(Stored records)
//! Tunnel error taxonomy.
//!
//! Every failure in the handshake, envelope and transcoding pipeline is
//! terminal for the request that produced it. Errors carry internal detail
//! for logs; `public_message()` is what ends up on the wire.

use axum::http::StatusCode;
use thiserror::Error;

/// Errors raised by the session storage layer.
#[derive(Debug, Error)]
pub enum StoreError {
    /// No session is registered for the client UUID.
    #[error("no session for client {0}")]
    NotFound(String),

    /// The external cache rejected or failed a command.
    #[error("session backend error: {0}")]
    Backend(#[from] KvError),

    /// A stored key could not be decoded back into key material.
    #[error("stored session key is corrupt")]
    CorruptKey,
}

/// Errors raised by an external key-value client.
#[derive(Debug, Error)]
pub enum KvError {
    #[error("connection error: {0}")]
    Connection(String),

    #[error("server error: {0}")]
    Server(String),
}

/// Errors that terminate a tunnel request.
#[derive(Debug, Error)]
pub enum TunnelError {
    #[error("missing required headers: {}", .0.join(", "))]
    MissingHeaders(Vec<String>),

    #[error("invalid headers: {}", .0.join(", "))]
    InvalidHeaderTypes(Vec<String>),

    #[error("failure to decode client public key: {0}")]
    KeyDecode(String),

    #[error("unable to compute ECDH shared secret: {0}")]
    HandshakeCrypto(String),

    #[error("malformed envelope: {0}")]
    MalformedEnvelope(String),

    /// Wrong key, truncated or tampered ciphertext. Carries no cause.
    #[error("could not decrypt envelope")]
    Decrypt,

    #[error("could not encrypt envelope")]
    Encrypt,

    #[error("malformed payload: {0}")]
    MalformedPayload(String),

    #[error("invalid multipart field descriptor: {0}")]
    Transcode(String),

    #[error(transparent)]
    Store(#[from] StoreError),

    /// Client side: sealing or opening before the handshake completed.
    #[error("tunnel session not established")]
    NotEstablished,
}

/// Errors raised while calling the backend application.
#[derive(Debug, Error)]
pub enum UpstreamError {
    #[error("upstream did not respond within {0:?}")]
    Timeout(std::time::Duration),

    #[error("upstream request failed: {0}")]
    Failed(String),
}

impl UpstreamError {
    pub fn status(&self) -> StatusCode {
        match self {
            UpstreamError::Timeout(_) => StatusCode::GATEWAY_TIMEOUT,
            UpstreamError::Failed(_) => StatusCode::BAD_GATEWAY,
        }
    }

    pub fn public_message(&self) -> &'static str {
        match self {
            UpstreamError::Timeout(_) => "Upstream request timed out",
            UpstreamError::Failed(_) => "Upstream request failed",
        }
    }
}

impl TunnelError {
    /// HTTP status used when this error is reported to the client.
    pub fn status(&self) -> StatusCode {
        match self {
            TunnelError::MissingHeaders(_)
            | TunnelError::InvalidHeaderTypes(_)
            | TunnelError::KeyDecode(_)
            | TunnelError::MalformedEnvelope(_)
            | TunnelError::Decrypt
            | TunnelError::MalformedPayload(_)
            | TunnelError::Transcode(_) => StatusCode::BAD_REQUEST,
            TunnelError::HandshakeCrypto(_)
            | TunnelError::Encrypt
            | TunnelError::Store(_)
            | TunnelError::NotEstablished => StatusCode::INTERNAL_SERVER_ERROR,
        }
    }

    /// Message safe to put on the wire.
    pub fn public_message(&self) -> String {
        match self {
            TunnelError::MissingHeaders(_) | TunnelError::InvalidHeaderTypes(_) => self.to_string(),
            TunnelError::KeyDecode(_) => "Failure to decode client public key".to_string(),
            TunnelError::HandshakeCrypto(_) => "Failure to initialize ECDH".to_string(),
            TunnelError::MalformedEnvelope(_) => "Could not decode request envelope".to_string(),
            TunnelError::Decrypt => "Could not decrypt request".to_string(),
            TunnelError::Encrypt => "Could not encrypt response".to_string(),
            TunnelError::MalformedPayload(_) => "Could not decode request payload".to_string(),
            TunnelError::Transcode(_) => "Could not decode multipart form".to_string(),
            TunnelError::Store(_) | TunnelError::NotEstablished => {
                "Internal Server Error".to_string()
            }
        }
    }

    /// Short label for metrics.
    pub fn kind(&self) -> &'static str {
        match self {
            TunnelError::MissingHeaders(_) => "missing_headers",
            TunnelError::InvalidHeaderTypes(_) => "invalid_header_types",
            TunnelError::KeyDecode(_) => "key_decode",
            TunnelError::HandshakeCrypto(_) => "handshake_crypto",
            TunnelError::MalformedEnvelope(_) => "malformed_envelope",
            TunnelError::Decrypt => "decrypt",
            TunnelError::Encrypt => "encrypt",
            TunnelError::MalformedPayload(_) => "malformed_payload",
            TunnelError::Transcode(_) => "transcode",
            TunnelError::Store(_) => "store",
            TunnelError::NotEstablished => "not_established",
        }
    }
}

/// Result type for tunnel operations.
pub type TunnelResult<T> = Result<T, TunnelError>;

◆ **Activity**
Show every line of the data that includes the string "raised".

◆ **Solution to this exercise**
/// Errors raised by the session storage layer.
/// Errors raised by an external key-value client.
/// Errors raised while calling the backend application.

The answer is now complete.